#### WORK REQUIRED
Please quote exactly the lines below from the line containing "not be read." to the line containing "the offending program.", both lines included, and nothing else.
Content starts
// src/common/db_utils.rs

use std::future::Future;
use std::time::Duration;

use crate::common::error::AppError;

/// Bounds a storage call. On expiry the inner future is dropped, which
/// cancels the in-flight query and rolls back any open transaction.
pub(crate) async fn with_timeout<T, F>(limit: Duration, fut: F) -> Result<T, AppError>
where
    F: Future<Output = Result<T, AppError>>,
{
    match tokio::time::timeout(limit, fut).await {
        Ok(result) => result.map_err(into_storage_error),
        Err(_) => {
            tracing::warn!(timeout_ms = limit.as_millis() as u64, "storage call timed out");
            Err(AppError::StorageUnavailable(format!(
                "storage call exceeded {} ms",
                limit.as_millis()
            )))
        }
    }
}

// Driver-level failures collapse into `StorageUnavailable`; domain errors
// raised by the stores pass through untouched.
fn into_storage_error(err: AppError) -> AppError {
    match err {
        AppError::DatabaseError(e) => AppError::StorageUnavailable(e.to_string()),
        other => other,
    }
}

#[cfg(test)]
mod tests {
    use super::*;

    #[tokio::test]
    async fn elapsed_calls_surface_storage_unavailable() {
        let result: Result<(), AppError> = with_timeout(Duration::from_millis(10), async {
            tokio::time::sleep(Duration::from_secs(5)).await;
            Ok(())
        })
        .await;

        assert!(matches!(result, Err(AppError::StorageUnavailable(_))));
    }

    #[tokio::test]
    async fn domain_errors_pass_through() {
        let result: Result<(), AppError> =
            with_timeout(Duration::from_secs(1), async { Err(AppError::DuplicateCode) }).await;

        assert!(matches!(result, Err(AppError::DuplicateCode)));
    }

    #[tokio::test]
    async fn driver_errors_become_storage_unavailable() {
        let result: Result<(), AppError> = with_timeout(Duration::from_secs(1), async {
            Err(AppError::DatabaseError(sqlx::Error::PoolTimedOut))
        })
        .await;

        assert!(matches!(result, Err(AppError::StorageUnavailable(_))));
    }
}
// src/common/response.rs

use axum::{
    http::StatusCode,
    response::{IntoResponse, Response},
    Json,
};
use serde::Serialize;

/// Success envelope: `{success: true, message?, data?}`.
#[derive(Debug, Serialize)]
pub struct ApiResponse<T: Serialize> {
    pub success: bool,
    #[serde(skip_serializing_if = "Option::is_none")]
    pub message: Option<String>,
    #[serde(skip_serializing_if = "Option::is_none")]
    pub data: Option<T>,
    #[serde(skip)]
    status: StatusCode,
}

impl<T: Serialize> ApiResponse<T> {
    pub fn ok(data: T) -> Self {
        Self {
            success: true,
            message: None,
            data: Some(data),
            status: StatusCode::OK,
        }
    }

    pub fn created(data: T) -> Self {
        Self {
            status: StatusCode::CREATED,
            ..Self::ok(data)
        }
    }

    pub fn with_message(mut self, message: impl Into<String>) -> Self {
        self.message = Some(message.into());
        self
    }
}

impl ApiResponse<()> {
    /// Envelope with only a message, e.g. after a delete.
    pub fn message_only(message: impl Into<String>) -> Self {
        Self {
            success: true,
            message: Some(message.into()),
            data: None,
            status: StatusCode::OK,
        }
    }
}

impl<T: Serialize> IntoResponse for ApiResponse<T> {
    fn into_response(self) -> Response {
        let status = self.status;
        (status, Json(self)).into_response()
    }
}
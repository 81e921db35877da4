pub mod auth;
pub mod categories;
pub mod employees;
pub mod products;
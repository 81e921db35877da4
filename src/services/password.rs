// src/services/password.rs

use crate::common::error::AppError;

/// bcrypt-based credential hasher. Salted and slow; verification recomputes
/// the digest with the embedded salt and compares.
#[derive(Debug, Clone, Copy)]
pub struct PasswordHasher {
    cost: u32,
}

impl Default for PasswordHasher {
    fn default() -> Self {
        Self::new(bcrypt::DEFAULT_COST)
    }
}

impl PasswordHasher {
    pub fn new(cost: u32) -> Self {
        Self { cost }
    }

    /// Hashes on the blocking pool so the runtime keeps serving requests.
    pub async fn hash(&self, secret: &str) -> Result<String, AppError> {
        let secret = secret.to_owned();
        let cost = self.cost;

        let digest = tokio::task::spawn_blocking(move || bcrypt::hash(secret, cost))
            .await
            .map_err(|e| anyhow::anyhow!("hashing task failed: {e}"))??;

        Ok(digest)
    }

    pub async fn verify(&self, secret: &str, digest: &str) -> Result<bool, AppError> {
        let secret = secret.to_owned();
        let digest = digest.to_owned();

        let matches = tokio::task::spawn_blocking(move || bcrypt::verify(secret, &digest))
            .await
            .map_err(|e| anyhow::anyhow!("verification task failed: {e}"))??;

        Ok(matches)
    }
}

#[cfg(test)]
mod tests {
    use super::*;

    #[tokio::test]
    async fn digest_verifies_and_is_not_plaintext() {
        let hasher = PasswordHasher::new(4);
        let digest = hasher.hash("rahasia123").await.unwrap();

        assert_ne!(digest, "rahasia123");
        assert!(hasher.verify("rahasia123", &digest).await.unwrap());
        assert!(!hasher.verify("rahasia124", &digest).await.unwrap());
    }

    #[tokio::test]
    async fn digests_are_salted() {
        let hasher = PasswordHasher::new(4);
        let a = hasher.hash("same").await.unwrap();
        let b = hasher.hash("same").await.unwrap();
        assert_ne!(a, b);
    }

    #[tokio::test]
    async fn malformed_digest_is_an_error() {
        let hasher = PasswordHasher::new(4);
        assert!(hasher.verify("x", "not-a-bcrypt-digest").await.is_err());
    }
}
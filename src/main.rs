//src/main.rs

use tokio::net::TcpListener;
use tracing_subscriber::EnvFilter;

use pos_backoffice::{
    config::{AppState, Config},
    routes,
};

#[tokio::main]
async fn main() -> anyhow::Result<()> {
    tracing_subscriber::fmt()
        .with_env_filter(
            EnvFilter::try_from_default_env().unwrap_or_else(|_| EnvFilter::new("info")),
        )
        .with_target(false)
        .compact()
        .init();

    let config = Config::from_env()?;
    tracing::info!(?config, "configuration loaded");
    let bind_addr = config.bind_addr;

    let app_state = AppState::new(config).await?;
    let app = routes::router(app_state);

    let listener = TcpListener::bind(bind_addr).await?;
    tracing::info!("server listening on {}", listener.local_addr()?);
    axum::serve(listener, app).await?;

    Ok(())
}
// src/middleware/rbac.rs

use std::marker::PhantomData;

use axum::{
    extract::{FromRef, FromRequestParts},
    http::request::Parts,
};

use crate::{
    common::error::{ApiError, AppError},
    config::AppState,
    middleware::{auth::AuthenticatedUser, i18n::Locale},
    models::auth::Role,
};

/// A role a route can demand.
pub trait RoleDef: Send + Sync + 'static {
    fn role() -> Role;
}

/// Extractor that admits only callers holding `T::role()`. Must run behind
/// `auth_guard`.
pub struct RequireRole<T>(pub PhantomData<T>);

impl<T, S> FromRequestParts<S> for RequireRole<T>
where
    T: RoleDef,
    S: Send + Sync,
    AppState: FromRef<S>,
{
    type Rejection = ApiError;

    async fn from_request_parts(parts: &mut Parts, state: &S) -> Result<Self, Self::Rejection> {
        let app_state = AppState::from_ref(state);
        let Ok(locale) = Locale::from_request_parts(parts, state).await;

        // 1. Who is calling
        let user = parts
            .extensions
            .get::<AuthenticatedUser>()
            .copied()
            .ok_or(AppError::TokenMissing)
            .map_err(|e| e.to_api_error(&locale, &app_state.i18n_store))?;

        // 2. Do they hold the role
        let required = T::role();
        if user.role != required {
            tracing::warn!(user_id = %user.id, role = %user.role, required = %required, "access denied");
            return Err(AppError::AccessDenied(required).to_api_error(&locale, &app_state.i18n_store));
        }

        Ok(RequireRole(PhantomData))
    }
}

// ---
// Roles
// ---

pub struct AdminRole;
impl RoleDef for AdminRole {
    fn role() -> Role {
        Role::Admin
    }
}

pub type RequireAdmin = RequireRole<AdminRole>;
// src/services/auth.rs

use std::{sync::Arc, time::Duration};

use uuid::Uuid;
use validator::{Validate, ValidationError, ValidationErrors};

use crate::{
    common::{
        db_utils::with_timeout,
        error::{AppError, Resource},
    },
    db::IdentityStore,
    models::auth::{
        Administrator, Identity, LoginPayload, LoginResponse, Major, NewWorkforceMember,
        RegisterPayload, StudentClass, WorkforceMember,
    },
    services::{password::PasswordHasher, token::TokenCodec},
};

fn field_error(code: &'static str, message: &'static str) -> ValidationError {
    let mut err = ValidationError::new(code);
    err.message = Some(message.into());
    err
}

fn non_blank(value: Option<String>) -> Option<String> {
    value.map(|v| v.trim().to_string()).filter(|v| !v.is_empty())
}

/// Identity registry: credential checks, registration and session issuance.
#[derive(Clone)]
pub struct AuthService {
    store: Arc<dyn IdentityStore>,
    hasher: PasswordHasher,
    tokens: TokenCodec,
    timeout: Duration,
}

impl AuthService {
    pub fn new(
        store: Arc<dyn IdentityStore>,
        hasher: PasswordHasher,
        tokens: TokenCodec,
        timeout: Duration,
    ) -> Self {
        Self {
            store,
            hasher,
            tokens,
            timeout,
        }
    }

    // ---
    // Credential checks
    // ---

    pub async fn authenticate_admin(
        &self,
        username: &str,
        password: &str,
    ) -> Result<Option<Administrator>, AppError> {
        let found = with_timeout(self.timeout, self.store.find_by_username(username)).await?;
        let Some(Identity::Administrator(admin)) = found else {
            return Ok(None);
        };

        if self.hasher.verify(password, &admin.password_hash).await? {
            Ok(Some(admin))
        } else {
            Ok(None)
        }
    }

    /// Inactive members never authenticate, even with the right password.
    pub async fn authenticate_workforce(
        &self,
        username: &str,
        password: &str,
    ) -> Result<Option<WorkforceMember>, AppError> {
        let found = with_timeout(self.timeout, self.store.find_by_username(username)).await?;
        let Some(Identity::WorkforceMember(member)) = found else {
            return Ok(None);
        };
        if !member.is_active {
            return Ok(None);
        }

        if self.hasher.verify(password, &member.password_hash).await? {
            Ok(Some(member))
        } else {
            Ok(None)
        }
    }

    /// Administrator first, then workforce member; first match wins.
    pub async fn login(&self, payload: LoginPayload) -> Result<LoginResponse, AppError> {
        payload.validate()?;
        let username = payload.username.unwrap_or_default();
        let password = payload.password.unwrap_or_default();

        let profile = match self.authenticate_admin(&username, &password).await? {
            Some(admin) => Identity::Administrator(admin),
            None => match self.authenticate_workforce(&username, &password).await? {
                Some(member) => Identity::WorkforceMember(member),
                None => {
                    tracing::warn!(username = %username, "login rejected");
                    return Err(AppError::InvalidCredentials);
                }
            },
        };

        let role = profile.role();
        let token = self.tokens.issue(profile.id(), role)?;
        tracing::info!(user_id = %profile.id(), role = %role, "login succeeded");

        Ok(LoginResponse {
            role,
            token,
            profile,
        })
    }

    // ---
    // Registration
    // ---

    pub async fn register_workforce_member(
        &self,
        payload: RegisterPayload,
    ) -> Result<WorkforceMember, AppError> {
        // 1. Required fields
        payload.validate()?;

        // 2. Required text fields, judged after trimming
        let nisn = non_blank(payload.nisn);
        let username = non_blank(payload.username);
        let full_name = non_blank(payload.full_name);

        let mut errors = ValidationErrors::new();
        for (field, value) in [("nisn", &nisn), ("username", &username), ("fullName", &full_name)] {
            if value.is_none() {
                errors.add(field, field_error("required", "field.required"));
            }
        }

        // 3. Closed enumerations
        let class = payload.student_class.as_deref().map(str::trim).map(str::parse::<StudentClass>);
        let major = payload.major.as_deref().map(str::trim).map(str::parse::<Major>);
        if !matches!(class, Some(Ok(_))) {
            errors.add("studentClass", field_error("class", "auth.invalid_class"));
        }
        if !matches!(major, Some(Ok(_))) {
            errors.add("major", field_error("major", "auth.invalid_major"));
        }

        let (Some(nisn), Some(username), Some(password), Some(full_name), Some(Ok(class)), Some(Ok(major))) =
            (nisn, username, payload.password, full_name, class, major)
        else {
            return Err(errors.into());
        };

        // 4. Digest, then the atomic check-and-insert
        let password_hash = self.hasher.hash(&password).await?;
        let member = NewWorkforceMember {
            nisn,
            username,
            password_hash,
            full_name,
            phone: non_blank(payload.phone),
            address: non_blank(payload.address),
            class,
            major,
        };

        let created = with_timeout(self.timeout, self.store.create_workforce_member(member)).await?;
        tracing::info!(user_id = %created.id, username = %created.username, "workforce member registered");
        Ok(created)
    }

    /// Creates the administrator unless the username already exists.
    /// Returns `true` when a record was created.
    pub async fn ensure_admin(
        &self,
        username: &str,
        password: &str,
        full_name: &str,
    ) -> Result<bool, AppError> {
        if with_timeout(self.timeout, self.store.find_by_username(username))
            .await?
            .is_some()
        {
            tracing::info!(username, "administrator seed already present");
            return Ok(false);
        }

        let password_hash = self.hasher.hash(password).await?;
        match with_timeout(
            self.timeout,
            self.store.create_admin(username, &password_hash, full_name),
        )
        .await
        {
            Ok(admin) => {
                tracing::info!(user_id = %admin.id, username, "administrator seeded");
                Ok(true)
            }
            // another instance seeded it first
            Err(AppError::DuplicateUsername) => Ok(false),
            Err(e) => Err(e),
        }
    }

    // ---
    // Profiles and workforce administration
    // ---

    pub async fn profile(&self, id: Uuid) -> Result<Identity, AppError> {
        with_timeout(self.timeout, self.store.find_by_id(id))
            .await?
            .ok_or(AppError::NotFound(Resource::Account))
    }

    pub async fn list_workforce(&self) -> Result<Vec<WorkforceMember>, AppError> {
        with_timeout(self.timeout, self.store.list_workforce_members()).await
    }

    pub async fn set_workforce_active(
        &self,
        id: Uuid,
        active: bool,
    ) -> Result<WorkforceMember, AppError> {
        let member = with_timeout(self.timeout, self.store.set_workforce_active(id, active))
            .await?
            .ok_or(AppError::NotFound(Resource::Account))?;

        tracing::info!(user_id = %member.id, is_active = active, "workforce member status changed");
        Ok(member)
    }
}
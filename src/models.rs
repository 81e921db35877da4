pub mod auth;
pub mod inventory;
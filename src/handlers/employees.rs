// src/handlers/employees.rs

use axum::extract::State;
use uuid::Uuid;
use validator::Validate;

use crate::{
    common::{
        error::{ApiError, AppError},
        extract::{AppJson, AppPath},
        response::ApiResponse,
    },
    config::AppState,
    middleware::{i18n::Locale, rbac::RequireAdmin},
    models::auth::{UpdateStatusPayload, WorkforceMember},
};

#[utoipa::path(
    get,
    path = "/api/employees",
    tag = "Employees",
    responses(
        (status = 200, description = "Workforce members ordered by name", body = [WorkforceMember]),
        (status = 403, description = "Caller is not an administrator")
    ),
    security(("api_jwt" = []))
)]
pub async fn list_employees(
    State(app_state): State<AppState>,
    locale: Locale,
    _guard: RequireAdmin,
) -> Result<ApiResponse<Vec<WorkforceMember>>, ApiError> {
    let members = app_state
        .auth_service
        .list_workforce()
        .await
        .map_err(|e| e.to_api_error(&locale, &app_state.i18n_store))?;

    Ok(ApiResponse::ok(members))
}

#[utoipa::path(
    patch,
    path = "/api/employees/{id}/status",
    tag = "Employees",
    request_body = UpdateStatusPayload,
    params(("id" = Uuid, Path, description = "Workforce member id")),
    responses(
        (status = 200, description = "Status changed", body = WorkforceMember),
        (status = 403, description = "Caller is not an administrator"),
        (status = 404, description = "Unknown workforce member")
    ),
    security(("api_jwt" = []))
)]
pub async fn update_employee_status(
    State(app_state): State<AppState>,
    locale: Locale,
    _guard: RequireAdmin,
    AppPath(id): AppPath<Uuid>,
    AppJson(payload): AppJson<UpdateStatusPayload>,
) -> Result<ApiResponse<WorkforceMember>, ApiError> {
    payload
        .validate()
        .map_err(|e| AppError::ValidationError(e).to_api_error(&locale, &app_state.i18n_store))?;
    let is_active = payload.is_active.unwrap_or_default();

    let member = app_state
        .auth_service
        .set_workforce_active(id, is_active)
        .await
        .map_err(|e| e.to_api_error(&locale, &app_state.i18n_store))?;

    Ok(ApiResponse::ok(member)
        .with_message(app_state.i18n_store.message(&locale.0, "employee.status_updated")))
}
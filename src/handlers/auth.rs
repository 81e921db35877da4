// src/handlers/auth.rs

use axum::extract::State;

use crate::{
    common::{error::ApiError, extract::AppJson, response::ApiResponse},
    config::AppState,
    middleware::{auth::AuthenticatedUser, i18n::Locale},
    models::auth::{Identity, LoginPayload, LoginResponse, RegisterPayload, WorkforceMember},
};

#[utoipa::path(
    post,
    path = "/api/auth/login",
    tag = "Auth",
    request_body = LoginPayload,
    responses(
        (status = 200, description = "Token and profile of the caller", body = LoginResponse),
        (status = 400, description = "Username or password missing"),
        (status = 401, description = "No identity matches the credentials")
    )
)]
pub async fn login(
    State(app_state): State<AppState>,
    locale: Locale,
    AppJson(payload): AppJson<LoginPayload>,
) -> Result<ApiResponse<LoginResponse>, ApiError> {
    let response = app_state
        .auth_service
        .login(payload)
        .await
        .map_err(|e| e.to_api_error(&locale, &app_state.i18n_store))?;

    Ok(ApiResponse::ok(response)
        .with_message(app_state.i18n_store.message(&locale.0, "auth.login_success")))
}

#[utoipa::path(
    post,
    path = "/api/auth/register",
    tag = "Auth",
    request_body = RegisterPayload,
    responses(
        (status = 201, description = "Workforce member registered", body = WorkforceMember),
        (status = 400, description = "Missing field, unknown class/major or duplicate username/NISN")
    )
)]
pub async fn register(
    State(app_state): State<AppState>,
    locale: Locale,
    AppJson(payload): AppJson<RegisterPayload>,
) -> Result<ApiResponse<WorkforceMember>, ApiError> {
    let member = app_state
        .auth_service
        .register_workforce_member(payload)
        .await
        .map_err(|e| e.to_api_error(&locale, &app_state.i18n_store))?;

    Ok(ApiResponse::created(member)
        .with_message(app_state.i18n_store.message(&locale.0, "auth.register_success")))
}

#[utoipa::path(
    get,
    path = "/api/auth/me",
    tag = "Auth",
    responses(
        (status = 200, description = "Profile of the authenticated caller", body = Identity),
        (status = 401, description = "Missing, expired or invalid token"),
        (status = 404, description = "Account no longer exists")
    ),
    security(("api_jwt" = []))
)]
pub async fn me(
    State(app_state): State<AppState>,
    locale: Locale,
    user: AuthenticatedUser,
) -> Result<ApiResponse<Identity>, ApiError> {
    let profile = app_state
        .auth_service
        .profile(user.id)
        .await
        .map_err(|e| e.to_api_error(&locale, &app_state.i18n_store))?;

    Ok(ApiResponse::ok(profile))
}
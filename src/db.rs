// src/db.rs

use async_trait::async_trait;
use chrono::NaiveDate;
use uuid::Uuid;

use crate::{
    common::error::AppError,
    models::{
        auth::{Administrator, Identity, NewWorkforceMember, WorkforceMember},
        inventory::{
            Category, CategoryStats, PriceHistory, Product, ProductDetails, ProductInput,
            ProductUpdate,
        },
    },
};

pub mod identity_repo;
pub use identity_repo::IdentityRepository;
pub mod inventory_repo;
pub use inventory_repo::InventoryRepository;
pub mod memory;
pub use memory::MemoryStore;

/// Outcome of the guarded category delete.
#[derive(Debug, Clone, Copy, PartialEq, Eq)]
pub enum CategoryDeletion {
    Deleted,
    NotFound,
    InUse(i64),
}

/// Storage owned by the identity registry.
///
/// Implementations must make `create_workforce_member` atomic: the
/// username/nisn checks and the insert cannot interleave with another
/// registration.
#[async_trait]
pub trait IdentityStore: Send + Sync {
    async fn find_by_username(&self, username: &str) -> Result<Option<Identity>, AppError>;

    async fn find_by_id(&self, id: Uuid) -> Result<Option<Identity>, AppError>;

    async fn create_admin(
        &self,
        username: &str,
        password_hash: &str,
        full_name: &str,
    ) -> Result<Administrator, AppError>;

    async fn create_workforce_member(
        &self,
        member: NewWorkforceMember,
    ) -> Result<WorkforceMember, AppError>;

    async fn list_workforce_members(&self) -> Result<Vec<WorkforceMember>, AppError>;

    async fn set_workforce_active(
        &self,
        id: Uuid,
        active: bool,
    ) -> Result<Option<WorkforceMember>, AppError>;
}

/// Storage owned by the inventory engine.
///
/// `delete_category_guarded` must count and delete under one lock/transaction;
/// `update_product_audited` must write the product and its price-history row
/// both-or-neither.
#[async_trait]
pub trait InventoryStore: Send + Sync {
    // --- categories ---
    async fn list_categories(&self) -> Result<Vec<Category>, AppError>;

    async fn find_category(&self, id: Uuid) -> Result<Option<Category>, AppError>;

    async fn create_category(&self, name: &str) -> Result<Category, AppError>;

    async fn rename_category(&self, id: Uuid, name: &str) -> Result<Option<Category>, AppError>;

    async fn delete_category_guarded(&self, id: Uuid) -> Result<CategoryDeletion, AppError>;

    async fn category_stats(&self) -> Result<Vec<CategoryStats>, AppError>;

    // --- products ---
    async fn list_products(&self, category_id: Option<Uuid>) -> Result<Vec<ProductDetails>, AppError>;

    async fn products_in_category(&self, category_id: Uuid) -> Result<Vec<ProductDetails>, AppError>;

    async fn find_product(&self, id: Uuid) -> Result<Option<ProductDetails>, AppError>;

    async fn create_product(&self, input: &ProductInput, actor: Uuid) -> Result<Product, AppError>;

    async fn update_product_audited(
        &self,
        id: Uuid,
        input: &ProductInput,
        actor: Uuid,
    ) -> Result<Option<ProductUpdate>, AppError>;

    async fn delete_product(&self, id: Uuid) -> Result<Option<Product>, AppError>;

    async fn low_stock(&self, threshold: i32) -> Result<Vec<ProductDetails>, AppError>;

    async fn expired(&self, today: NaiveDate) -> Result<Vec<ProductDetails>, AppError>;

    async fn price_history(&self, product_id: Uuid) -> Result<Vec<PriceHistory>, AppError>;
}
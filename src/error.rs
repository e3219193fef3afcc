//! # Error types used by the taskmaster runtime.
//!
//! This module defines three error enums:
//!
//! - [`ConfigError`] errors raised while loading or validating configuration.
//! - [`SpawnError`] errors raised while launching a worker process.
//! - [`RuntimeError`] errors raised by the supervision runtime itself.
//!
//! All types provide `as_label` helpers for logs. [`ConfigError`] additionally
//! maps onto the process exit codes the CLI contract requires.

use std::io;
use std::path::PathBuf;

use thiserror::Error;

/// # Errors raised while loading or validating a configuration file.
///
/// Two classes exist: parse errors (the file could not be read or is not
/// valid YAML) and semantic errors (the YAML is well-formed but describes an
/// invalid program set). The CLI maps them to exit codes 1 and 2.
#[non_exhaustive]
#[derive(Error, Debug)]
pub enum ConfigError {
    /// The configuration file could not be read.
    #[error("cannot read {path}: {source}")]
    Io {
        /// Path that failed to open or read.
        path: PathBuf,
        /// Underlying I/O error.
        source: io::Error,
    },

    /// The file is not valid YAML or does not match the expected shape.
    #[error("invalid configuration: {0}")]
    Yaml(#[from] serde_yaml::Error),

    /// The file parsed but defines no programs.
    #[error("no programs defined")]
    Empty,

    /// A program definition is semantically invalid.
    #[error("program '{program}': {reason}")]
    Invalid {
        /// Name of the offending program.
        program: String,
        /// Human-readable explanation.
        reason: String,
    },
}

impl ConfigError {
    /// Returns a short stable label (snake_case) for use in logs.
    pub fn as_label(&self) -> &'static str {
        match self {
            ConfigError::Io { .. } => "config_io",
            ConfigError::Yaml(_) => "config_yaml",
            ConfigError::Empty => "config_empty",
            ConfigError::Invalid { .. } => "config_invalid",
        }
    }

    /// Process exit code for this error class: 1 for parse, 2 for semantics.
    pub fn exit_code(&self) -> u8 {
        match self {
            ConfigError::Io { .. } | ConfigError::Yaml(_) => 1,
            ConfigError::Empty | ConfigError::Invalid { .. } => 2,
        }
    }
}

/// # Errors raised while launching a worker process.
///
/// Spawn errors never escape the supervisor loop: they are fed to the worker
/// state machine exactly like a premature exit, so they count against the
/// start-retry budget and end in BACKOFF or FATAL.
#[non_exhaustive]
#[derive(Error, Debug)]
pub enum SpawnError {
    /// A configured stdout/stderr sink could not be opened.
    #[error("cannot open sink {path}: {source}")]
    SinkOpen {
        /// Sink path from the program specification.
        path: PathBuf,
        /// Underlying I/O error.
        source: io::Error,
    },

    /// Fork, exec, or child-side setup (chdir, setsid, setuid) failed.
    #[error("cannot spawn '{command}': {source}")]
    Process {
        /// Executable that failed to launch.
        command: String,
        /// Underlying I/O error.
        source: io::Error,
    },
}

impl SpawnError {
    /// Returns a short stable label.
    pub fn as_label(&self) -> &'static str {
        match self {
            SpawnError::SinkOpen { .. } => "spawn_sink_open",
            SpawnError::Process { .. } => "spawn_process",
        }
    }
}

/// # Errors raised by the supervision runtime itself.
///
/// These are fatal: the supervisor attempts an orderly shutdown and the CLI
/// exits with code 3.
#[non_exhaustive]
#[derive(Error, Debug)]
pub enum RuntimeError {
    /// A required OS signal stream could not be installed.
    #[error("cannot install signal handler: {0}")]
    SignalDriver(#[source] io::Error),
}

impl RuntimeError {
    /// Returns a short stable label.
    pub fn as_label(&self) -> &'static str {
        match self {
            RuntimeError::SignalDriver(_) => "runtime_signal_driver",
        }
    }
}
Content ends
#### THE ANSWER
    /// The configuration file could not be read.
    #[error("cannot read {path}: {source}")]
    Io {
        /// Path that failed to open or read.
        path: PathBuf,
        /// Underlying I/O error.
        source: io::Error,
    },

    /// The file is not valid YAML or does not match the expected shape.
    #[error("invalid configuration: {0}")]
    Yaml(#[from] serde_yaml::Error),

    /// The file parsed but defines no programs.
    #[error("no programs defined")]
    Empty,

    /// A program definition is semantically invalid.
    #[error("program '{program}': {reason}")]
    Invalid {
        /// Name of the offending program.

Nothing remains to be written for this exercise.